--- Data supplied Enclosed Below ---

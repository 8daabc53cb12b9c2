use futures::FutureExt;
use serde_json::Value;
use sqlx::postgres::PgPoolOptions;
use sqlx::types::Json;
use sqlx::PgPool;
use tracing::info;

use super::{
    record_id, ChangeEvent, ChangeHandler, ChangeKind, DataAccess, Filter, StoreError,
    StoreFuture, Subscribers, SubscriptionId,
};

const UNIQUE_VIOLATION: &str = "23505";

/// Postgres-backed store: one `records` table keyed by (collection, id) with a JSONB body.
///
/// Change notifications are delivered in-process after each successful write.
pub struct PgStore {
    pool: PgPool,
    subscribers: Subscribers,
}

impl PgStore {
    pub async fn connect(database_url: &str) -> Result<Self, StoreError> {
        let pool = PgPoolOptions::new()
            .max_connections(10)
            .connect(database_url)
            .await?;
        sqlx::migrate!("./migrations").run(&pool).await?;
        info!("Connected to Postgres record store");
        Ok(Self::from_pool(pool))
    }

    pub fn from_pool(pool: PgPool) -> Self {
        Self {
            pool,
            subscribers: Subscribers::default(),
        }
    }
}

fn is_unique_violation(err: &sqlx::Error) -> bool {
    err.as_database_error()
        .and_then(|e| e.code())
        .map(|code| code == UNIQUE_VIOLATION)
        .unwrap_or(false)
}

impl DataAccess for PgStore {
    fn insert<'a>(&'a self, collection: &'a str, record: Value) -> StoreFuture<'a, Value> {
        async move {
            let id = record_id(&record)?;
            sqlx::query("INSERT INTO records (collection, id, body) VALUES ($1, $2, $3)")
                .bind(collection)
                .bind(&id)
                .bind(Json(&record))
                .execute(&self.pool)
                .await
                .map_err(|e| {
                    if is_unique_violation(&e) {
                        StoreError::Duplicate(id.clone())
                    } else {
                        StoreError::Database(e)
                    }
                })?;

            self.subscribers.notify(ChangeEvent {
                collection: collection.to_string(),
                kind: ChangeKind::Insert,
                id,
                record: record.clone(),
            });
            Ok(record)
        }
        .boxed()
    }

    fn update<'a>(&'a self, collection: &'a str, id: &'a str, patch: Value) -> StoreFuture<'a, ()> {
        async move {
            // `||` on jsonb is a shallow merge; the id key is re-applied last
            let row: Option<(Json<Value>,)> = sqlx::query_as(
                r#"
                UPDATE records
                SET body = body || $3 || jsonb_build_object('id', id),
                    updated_at = NOW()
                WHERE collection = $1 AND id = $2
                RETURNING body
                "#,
            )
            .bind(collection)
            .bind(id)
            .bind(Json(&patch))
            .fetch_optional(&self.pool)
            .await?;

            let (Json(record),) = row.ok_or_else(|| StoreError::NotFound(id.to_string()))?;
            self.subscribers.notify(ChangeEvent {
                collection: collection.to_string(),
                kind: ChangeKind::Update,
                id: id.to_string(),
                record,
            });
            Ok(())
        }
        .boxed()
    }

    fn delete<'a>(&'a self, collection: &'a str, id: &'a str) -> StoreFuture<'a, ()> {
        async move {
            let row: Option<(Json<Value>,)> = sqlx::query_as(
                "DELETE FROM records WHERE collection = $1 AND id = $2 RETURNING body",
            )
            .bind(collection)
            .bind(id)
            .fetch_optional(&self.pool)
            .await?;

            let (Json(record),) = row.ok_or_else(|| StoreError::NotFound(id.to_string()))?;
            self.subscribers.notify(ChangeEvent {
                collection: collection.to_string(),
                kind: ChangeKind::Delete,
                id: id.to_string(),
                record,
            });
            Ok(())
        }
        .boxed()
    }

    fn query<'a>(&'a self, collection: &'a str, filter: Filter) -> StoreFuture<'a, Vec<Value>> {
        async move {
            let rows: Vec<(Json<Value>,)> = sqlx::query_as(
                "SELECT body FROM records WHERE collection = $1 AND body @> $2 ORDER BY seq",
            )
            .bind(collection)
            .bind(Json(filter.to_json()))
            .fetch_all(&self.pool)
            .await?;
            Ok(rows.into_iter().map(|(Json(body),)| body).collect())
        }
        .boxed()
    }

    fn subscribe(&self, collection: &str, on_change: ChangeHandler) -> SubscriptionId {
        self.subscribers.add(collection, on_change)
    }

    fn unsubscribe(&self, id: SubscriptionId) {
        self.subscribers.remove(id);
    }
}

--- End of Enclosed Data supplied ---

Problem details :: Give all of the entries again, word for word.

Answer to this problem ::
repository 8daabc53cb12b9c2
use futures::FutureExt;
use serde_json::Value;
use sqlx::postgres::PgPoolOptions;
use sqlx::types::Json;
use sqlx::PgPool;
use tracing::info;

use super::{
    record_id, ChangeEvent, ChangeHandler, ChangeKind, DataAccess, Filter, StoreError,
    StoreFuture, Subscribers, SubscriptionId,
};

const UNIQUE_VIOLATION: &str = "23505";

/// Postgres-backed store: one `records` table keyed by (collection, id) with a JSONB body.
///
/// Change notifications are delivered in-process after each successful write.
pub struct PgStore {
    pool: PgPool,
    subscribers: Subscribers,
}

impl PgStore {
    pub async fn connect(database_url: &str) -> Result<Self, StoreError> {
        let pool = PgPoolOptions::new()
            .max_connections(10)
            .connect(database_url)
            .await?;
        sqlx::migrate!("./migrations").run(&pool).await?;
        info!("Connected to Postgres record store");
        Ok(Self::from_pool(pool))
    }

    pub fn from_pool(pool: PgPool) -> Self {
        Self {
            pool,
            subscribers: Subscribers::default(),
        }
    }
}

fn is_unique_violation(err: &sqlx::Error) -> bool {
    err.as_database_error()
        .and_then(|e| e.code())
        .map(|code| code == UNIQUE_VIOLATION)
        .unwrap_or(false)
}

impl DataAccess for PgStore {
    fn insert<'a>(&'a self, collection: &'a str, record: Value) -> StoreFuture<'a, Value> {
        async move {
            let id = record_id(&record)?;
            sqlx::query("INSERT INTO records (collection, id, body) VALUES ($1, $2, $3)")
                .bind(collection)
                .bind(&id)
                .bind(Json(&record))
                .execute(&self.pool)
                .await
                .map_err(|e| {
                    if is_unique_violation(&e) {
                        StoreError::Duplicate(id.clone())
                    } else {
                        StoreError::Database(e)
                    }
                })?;

            self.subscribers.notify(ChangeEvent {
                collection: collection.to_string(),
                kind: ChangeKind::Insert,
                id,
                record: record.clone(),
            });
            Ok(record)
        }
        .boxed()
    }

    fn update<'a>(&'a self, collection: &'a str, id: &'a str, patch: Value) -> StoreFuture<'a, ()> {
        async move {
            // `||` on jsonb is a shallow merge; the id key is re-applied last
            let row: Option<(Json<Value>,)> = sqlx::query_as(
                r#"
                UPDATE records
                SET body = body || $3 || jsonb_build_object('id', id),
                    updated_at = NOW()
                WHERE collection = $1 AND id = $2
                RETURNING body
                "#,
            )
            .bind(collection)
            .bind(id)
            .bind(Json(&patch))
            .fetch_optional(&self.pool)
            .await?;

            let (Json(record),) = row.ok_or_else(|| StoreError::NotFound(id.to_string()))?;
            self.subscribers.notify(ChangeEvent {
                collection: collection.to_string(),
                kind: ChangeKind::Update,
                id: id.to_string(),
                record,
            });
            Ok(())
        }
        .boxed()
    }

    fn delete<'a>(&'a self, collection: &'a str, id: &'a str) -> StoreFuture<'a, ()> {
        async move {
            let row: Option<(Json<Value>,)> = sqlx::query_as(
                "DELETE FROM records WHERE collection = $1 AND id = $2 RETURNING body",
            )
            .bind(collection)
            .bind(id)
            .fetch_optional(&self.pool)
            .await?;

            let (Json(record),) = row.ok_or_else(|| StoreError::NotFound(id.to_string()))?;
            self.subscribers.notify(ChangeEvent {
                collection: collection.to_string(),
                kind: ChangeKind::Delete,
                id: id.to_string(),
                record,
            });
            Ok(())
        }
        .boxed()
    }

    fn query<'a>(&'a self, collection: &'a str, filter: Filter) -> StoreFuture<'a, Vec<Value>> {
        async move {
            let rows: Vec<(Json<Value>,)> = sqlx::query_as(
                "SELECT body FROM records WHERE collection = $1 AND body @> $2 ORDER BY seq",
            )
            .bind(collection)
            .bind(Json(filter.to_json()))
            .fetch_all(&self.pool)
            .await?;
            Ok(rows.into_iter().map(|(Json(body),)| body).collect())
        }
        .boxed()
    }

    fn subscribe(&self, collection: &str, on_change: ChangeHandler) -> SubscriptionId {
        self.subscribers.add(collection, on_change)
    }

    fn unsubscribe(&self, id: SubscriptionId) {
        self.subscribers.remove(id);
    }
}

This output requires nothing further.